YOUR INSTRUCTIONS –
Throughout the records below, find the lines with the string "Result" and give how many there are, nothing else.

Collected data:
══════

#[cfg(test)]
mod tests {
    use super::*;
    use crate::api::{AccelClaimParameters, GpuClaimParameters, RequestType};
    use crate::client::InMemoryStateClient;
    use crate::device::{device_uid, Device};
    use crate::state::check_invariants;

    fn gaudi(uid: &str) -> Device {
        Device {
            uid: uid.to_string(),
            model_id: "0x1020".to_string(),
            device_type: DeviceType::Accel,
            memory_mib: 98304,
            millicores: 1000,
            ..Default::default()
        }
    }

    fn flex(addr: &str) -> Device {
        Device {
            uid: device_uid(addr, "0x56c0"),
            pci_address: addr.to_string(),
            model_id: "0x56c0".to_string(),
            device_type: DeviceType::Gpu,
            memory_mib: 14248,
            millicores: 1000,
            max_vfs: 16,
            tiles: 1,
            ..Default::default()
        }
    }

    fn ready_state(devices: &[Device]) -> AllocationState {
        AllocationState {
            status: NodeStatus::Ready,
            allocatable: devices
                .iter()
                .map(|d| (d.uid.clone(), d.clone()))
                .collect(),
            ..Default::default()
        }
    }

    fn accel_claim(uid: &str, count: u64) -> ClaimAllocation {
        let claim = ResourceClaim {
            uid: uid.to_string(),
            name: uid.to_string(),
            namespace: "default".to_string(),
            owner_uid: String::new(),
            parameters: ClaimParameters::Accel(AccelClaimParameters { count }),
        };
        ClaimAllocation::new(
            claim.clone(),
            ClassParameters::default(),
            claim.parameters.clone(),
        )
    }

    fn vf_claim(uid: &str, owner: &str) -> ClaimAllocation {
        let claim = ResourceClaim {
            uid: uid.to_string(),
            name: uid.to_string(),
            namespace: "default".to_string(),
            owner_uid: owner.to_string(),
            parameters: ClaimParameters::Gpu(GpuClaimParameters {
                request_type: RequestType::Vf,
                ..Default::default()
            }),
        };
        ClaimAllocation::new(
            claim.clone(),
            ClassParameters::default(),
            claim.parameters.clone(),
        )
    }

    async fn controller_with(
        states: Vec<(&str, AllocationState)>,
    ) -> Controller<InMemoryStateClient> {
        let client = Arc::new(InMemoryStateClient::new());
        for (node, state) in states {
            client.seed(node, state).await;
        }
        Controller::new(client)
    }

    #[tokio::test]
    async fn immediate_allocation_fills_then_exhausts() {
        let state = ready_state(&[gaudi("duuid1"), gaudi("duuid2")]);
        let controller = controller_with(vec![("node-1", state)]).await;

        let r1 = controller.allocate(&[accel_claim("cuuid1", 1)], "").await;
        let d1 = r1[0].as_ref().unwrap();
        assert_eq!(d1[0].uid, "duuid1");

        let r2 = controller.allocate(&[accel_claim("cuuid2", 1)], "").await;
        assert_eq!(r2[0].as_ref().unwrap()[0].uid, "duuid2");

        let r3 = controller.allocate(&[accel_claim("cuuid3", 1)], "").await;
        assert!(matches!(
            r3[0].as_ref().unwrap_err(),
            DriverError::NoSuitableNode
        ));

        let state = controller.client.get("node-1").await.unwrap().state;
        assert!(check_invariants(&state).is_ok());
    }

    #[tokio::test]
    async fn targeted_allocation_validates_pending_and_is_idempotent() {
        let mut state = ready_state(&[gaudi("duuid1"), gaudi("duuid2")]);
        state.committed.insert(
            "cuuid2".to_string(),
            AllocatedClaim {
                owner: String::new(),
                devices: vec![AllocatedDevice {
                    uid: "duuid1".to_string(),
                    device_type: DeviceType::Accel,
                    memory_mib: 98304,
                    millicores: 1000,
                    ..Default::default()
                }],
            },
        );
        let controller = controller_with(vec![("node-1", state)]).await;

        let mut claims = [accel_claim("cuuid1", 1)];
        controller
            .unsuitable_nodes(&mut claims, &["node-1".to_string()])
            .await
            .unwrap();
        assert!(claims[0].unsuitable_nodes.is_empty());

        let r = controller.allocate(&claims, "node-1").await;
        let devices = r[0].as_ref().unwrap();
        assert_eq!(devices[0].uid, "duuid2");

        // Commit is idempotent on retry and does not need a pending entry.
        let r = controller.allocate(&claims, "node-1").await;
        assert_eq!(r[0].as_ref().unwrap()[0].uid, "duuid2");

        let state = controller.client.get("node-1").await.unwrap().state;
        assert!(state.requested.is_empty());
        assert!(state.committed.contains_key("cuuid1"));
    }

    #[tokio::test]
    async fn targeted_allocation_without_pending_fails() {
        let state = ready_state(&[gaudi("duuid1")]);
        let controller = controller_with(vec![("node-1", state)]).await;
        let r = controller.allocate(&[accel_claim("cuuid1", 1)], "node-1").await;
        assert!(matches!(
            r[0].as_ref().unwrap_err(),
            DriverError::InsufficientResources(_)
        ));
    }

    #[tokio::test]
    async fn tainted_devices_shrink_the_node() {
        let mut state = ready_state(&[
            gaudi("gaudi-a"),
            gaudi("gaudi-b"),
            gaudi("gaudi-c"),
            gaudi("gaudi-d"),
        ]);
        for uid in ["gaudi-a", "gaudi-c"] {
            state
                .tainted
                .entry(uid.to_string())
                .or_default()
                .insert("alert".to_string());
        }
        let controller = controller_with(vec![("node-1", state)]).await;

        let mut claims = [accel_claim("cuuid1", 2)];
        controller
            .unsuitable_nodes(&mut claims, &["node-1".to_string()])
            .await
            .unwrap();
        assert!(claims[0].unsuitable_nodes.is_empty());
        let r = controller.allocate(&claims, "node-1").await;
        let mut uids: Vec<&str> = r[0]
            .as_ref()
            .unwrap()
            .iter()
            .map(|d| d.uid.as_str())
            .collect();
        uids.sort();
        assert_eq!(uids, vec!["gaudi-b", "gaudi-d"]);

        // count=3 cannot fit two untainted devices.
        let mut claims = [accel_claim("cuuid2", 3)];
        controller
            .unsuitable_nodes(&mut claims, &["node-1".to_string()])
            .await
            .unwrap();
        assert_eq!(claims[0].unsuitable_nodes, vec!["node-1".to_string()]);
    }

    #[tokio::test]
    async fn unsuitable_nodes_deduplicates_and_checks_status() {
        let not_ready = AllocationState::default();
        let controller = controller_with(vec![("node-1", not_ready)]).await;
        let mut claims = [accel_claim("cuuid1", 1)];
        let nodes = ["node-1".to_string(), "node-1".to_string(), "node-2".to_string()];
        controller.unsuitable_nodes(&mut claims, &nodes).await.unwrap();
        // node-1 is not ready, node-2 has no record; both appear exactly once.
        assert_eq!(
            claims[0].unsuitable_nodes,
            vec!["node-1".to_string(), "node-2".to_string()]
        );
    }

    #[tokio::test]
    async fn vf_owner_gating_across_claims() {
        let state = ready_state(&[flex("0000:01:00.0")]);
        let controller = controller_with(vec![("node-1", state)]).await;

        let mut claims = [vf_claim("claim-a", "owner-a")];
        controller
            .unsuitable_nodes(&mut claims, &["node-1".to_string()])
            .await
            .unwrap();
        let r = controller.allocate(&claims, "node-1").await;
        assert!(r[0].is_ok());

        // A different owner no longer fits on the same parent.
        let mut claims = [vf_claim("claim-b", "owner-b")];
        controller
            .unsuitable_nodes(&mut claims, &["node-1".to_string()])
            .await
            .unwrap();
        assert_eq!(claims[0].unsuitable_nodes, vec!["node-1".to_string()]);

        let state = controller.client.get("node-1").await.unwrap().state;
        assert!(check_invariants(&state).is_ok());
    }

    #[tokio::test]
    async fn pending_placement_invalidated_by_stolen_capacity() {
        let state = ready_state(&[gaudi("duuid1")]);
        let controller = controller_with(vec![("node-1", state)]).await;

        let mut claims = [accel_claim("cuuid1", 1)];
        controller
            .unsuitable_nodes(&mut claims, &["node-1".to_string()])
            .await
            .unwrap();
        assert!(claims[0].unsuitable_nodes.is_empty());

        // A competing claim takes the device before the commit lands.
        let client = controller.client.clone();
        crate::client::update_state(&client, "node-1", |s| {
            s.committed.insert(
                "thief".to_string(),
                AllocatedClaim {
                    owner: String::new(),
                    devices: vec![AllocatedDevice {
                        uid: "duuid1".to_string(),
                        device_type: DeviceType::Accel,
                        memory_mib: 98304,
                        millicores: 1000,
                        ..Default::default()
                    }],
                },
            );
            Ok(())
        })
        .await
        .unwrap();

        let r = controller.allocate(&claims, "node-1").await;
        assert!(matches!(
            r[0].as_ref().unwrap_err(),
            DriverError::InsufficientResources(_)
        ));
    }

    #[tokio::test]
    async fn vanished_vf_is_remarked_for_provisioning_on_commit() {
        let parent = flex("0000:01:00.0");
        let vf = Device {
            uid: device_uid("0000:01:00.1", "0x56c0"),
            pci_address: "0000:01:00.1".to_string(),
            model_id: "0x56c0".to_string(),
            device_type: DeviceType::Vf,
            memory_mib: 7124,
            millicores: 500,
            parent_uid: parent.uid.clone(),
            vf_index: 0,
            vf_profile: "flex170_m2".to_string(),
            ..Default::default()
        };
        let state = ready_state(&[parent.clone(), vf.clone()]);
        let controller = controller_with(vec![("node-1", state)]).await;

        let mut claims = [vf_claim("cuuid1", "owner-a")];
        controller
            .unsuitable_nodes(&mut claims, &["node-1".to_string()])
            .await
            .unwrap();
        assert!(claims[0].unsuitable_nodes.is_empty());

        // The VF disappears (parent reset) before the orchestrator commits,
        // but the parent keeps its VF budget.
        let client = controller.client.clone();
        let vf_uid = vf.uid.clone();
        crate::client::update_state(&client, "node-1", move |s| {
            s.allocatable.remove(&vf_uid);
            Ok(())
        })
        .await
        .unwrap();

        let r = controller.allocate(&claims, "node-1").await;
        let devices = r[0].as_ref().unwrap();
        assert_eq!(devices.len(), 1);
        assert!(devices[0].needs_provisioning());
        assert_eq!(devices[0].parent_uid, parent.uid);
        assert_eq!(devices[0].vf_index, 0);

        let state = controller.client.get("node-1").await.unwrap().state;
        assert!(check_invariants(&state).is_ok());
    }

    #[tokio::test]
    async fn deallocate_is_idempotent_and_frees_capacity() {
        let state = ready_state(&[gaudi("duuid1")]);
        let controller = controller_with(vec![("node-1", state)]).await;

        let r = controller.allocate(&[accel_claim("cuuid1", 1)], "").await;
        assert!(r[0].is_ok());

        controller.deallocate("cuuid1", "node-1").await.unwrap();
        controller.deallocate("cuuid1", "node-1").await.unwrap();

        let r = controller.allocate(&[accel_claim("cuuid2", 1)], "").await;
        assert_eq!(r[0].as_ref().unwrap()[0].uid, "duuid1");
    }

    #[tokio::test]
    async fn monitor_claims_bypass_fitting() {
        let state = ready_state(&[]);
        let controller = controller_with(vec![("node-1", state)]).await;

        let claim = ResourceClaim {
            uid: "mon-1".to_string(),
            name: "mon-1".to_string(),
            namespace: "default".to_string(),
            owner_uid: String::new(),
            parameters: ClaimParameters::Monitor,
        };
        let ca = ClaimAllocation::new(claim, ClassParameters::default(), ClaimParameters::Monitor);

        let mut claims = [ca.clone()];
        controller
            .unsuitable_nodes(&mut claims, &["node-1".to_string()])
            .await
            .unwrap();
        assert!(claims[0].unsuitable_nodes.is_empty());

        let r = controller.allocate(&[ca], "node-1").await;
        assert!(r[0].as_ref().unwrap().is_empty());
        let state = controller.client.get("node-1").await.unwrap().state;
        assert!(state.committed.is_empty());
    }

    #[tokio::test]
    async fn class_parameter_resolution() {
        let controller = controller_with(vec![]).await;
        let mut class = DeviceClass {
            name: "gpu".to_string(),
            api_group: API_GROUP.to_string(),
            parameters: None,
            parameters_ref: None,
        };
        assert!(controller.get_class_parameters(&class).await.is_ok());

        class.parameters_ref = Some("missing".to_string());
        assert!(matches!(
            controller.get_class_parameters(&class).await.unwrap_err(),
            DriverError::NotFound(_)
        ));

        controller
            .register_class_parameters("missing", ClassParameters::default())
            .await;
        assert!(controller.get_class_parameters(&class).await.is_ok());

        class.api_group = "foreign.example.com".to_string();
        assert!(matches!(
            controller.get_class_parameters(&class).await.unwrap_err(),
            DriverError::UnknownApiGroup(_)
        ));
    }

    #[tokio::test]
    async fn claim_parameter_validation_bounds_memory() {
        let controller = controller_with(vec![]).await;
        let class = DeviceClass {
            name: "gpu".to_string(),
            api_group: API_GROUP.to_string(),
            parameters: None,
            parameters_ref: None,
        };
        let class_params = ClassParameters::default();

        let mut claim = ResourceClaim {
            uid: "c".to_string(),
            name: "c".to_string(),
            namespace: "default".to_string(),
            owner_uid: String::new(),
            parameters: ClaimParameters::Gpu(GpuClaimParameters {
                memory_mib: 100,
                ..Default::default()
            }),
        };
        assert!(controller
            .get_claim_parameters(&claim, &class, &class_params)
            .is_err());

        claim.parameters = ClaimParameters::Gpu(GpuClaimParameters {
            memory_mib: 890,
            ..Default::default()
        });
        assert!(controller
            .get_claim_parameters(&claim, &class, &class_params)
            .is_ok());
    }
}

══════

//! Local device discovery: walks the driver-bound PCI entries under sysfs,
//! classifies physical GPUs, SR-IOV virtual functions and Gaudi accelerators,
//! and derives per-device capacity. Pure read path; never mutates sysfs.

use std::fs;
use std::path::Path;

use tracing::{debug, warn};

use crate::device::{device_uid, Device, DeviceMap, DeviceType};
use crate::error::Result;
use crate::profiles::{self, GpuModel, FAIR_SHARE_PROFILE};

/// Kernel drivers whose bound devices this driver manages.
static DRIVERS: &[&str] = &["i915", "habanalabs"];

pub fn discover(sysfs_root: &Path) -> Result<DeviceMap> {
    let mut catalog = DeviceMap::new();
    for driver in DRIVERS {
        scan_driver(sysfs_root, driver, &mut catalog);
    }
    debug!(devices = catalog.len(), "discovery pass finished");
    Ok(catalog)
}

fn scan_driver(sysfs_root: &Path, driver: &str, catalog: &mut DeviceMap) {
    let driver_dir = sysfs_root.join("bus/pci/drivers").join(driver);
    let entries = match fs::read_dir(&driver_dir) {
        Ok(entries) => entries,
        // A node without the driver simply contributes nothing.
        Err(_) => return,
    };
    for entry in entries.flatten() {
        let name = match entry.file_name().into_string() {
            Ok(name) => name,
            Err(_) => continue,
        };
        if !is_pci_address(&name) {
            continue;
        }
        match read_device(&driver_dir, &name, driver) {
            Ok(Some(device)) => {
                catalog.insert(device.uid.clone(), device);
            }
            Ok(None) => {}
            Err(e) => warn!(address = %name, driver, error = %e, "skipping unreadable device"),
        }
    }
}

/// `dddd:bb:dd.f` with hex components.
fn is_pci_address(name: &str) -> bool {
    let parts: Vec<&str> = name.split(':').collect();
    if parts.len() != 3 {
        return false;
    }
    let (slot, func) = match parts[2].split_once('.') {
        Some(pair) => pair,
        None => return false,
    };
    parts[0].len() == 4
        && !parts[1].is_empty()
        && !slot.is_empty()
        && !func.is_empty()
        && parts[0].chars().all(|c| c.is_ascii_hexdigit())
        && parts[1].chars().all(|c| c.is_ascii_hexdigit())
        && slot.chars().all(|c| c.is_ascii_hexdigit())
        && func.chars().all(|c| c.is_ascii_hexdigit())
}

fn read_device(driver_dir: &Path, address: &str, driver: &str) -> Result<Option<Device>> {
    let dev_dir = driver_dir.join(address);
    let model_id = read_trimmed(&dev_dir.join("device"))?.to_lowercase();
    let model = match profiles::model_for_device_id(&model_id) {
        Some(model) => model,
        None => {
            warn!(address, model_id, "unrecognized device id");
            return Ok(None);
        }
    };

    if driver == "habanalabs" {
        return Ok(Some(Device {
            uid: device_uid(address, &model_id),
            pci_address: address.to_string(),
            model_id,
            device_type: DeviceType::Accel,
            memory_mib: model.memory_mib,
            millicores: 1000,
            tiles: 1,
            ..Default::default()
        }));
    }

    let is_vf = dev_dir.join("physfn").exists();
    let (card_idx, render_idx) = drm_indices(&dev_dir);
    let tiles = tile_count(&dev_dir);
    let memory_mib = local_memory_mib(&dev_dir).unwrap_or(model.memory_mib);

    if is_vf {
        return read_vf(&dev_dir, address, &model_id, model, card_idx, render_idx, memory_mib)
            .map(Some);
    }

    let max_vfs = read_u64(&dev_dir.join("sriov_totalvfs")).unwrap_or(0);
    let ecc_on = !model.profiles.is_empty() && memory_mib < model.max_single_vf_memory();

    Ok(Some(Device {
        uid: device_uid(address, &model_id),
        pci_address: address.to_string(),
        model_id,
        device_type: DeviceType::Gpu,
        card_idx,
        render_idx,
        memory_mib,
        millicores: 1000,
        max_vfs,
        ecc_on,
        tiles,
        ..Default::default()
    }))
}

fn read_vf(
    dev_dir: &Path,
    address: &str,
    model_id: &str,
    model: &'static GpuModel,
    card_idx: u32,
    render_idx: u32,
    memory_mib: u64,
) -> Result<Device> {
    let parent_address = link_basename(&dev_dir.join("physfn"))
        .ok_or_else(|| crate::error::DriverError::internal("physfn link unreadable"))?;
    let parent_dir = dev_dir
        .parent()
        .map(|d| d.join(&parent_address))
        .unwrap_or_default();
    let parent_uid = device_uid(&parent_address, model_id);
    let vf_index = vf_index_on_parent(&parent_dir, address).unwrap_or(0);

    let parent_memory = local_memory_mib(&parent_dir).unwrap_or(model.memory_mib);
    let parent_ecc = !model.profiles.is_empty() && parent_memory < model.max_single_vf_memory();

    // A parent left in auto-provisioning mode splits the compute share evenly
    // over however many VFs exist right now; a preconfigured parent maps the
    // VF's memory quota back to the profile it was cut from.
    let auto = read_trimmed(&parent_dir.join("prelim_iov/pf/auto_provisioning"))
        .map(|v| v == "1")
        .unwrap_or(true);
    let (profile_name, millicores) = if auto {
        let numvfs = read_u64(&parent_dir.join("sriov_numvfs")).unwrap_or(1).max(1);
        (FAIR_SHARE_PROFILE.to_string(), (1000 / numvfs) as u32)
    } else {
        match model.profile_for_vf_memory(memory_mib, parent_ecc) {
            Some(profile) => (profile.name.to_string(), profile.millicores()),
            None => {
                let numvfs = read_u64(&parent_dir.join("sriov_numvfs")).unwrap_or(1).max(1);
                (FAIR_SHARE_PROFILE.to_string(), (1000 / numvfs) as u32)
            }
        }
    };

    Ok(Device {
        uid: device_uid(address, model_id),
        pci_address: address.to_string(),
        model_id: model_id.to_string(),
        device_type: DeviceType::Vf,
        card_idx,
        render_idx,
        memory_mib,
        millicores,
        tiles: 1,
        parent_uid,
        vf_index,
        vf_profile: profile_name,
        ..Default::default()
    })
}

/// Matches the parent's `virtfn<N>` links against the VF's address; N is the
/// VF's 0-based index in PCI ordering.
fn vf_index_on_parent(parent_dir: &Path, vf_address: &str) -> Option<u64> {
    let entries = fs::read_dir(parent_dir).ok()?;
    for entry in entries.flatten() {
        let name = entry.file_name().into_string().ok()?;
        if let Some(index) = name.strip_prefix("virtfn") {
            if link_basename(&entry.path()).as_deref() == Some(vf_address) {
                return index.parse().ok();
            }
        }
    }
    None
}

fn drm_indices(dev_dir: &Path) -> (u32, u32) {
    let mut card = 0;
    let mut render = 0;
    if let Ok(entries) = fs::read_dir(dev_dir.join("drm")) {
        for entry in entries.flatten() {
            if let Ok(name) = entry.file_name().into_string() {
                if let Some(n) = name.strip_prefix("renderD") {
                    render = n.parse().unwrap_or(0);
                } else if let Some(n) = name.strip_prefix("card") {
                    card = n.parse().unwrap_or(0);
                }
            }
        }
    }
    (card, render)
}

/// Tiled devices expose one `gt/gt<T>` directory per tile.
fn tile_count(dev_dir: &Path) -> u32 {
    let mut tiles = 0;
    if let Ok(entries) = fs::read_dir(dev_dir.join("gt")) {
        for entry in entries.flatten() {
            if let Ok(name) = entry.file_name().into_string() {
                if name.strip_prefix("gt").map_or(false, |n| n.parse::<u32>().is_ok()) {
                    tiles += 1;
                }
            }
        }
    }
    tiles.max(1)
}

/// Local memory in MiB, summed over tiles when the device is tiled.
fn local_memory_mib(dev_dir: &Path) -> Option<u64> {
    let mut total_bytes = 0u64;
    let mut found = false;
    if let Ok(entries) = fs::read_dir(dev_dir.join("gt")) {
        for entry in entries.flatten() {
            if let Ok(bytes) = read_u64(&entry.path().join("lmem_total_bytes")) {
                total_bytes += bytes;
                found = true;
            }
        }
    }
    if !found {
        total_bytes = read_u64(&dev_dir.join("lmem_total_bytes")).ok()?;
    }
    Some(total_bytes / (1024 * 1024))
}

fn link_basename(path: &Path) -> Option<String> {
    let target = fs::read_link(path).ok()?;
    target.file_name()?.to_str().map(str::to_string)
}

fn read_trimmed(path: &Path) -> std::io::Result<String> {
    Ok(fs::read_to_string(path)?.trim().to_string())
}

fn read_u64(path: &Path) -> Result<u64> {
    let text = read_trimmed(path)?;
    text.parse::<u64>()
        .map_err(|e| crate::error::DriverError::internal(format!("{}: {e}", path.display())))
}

══════

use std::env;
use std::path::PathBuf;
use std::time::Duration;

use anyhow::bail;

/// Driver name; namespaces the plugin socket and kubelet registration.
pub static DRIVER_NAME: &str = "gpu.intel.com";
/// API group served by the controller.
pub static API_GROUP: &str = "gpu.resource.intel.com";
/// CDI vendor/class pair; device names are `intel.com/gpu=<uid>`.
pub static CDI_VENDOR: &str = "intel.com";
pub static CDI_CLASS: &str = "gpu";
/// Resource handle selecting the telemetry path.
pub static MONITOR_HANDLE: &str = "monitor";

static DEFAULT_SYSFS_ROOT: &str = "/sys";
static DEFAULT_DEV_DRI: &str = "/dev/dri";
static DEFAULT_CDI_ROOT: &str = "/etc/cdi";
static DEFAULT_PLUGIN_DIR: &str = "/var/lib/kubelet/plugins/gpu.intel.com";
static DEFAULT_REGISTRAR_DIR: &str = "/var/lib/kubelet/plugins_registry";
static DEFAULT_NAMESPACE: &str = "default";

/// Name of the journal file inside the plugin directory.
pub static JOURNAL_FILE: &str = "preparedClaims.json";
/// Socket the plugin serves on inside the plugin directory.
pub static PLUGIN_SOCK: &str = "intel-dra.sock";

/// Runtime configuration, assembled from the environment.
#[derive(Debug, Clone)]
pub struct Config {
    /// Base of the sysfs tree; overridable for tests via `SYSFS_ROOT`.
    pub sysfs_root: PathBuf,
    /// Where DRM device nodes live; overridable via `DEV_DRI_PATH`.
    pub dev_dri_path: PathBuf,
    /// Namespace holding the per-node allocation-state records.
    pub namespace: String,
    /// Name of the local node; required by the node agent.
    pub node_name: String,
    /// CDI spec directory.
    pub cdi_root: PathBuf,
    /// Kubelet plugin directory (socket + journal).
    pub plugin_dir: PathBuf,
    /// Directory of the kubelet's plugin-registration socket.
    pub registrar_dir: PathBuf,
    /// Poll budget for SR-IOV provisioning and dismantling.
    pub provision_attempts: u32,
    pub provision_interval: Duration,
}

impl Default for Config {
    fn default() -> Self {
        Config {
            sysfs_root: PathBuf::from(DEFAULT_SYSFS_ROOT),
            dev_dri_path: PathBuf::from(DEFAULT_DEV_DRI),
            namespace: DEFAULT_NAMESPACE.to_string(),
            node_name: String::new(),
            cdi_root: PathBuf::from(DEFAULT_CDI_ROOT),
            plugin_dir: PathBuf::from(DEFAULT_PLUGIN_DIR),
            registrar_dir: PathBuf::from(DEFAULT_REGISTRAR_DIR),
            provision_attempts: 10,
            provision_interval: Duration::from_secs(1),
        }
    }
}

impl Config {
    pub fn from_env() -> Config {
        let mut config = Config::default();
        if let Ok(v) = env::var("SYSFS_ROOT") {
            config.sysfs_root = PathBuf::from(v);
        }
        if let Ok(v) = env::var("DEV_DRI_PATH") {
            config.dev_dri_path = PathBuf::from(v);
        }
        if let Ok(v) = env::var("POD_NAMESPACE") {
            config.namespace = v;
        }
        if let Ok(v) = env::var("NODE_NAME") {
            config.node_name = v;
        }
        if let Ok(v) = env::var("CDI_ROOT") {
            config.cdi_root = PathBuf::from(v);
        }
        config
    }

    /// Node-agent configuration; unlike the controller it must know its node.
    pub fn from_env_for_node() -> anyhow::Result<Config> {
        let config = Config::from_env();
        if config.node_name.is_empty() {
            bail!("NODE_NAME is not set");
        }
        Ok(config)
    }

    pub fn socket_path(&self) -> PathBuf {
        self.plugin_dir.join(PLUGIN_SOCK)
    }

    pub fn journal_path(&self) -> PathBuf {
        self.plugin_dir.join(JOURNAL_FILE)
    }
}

══════

FINISHED EXERCISE –
7